Ternyata pemahaman kita bahwa cerdas artinya jago matematika, jago menghitung akhirnya jadi merusak harga diri anak. Kita sering bilang bahwa BJ Habibie itu jenius, sementara jarang sekali yang mengatakan bahwa Rudi Hartono yang juara All Englands tujuh kali berturut-turut itu seorang yang jenius juga. Itu karena pemahaman kita bahwa anak yang cerdas adalah yang cerdas akademisnya. Sementara kecerdasan di bidang lain jarang kita apreasiasi sebagai sebuah bentuk kecerdasan.
FOKUS PADA KELEBIHAN ANAK
Dalam mengoptimalkan potensi anak seharusnya kita sebagai orang tua fokus pada kelebihan anak. Saya tidak perlu kecewa ketika anak saya tidak suka berhitung dan nilai matematikanya tidak optimal misalnya, meski sebenarnya dia mampu karena waktu SD bisa nilai maksimal di raport. Saya seharusnya melihat bagaimana si sulung usia kelas satu sudah bisa membuat email sendiri tanpa diajarkan, bisa menang berbagai hadiah dari internet karena proaktif ikutan lomba di internet tanpa diketahui orang tuanya. Itu menunjukkan anak memiliki kreativitas yang tinggi.
Kelas tiga tiba-tiba saja saya dikejutkan dengan teriakan kegembiraannya karena cerpennya diterbitkan di koran. Kelas empat tiba-tiba saja dia minta tulisannya dikirimkan kelas lima terbitlah novel anak pertamanya. Dan semua itu tanpa bimbingan orang tuanya. Anakku kubiarkan berselancar di internet sesuka hatinya. Sampai beberapa teman saya yang datang ke rumah mengingatkan saya akan bahaya internet untuk anak-anak Untungnya anak-anak basic agamanya cukup bagus jadi internet dimanfaatkan untuk hal yang positif.
MEMBRANDING ANAK DENGAN HAL YANG POSITIF
Di situ mungkin letak kejeniusan anak saya, bukan pada hitung menghitung seperti pada pelajaran matematika, kimia atau fisika.

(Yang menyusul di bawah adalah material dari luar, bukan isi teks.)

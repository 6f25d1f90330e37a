use std::fmt;

use log::warn;

/// How many individual mismatches a single report logs before going quiet.
const MAX_LOGGED: u64 = 8;

/// Tally of one verification check.
///
/// A mismatch is a disagreement between two conversions.  Disagreements
/// where both sides are NaN but with different payloads are counted
/// separately: they are tolerated, but still reported.
#[derive(Debug, Clone)]
pub struct CheckReport {
    pub name: &'static str,
    pub checked: u64,
    pub mismatches: u64,
    pub nan_mismatches: u64,
    logged: u64,
}

impl CheckReport {
    pub fn new(name: &'static str) -> CheckReport {
        CheckReport {
            name,
            checked: 0,
            mismatches: 0,
            nan_mismatches: 0,
            logged: 0,
        }
    }

    #[inline]
    pub fn pass(&mut self) {
        self.checked += 1;
    }

    pub fn mismatch(&mut self, detail: fmt::Arguments) {
        self.checked += 1;
        self.mismatches += 1;
        if self.logged < MAX_LOGGED {
            self.logged += 1;
            warn!("{}: {}", self.name, detail);
        }
    }

    #[inline]
    pub fn nan_mismatch(&mut self) {
        self.checked += 1;
        self.nan_mismatches += 1;
    }

    /// Folds the counts of another report of the same check into this one.
    pub fn merge(&mut self, other: &CheckReport) {
        debug_assert_eq!(self.name, other.name);
        self.checked += other.checked;
        self.mismatches += other.mismatches;
        self.nan_mismatches += other.nan_mismatches;
        self.logged += other.logged;
    }

    pub fn passed(&self) -> bool {
        self.mismatches == 0
    }
}

impl fmt::Display for CheckReport {
    fn fmt(&self, f: &mut fmt::Formatter) -> fmt::Result {
        write!(
            f,
            "{:<32} {:>10} checked, {} mismatches",
            self.name, self.checked, self.mismatches
        )?;
        if self.nan_mismatches > 0 {
            write!(f, ", {} NaN differences (tolerated)", self.nan_mismatches)?;
        }
        if self.passed() {
            write!(f, "  [ok]")
        } else {
            write!(f, "  [FAILED]")
        }
    }
}

/// Why a verification run failed.
#[derive(Debug)]
pub enum CheckFailure {
    /// The named checks found conversions that disagree, with the number
    /// of mismatches each.
    Mismatches(Vec<(&'static str, u64)>),

    /// Hardware cross-checks were required, but the CPU can't do them.
    HardwareUnavailable,
}

impl CheckFailure {
    pub fn from_reports(reports: &[CheckReport]) -> Option<CheckFailure> {
        let failed: Vec<_> = reports
            .iter()
            .filter(|r| !r.passed())
            .map(|r| (r.name, r.mismatches))
            .collect();

        if failed.is_empty() {
            None
        } else {
            Some(CheckFailure::Mismatches(failed))
        }
    }
}

impl std::error::Error for CheckFailure {}

impl fmt::Display for CheckFailure {
    fn fmt(&self, f: &mut fmt::Formatter) -> fmt::Result {
        match *self {
            CheckFailure::Mismatches(ref failed) => {
                write!(f, "{} check(s) failed:", failed.len())?;
                for &(name, count) in failed.iter() {
                    write!(f, " {} ({} mismatches)", name, count)?;
                }
                Ok(())
            }
            CheckFailure::HardwareUnavailable => write!(
                f,
                "hardware half conversion was required, but this CPU doesn't support it"
            ),
        }
    }
}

Mungkin contoh si sulung terlalu ekstrim ya hehe... Baiklah, jadi maksud saya hargailah sekecil apa pun prestasinya di rumah. Peka lah terhadap sesuatu yang mungkin kita anggap remeh tetapi sebetulnya di matanya itu hal yang luar biasa. Dan dia membutuhkan reward, apresiasi dari kita.
Apresiasi dari kita sebagai orang terdekatnya akan membuat mereka merasa dihargai dan percaya bahwa dirinya memang berharga. Sayangnya kebanyakan orang tua lebih banyak memberikan perhatian saat anak melakukan kesalahan-kesalahan. Sehingga terkadang anak yang membutuhkan perhatian sering memancing kita dengan kesalahan yang dilakukannya karena itu akan mengundang perhatian kita sebagai orang tuanya.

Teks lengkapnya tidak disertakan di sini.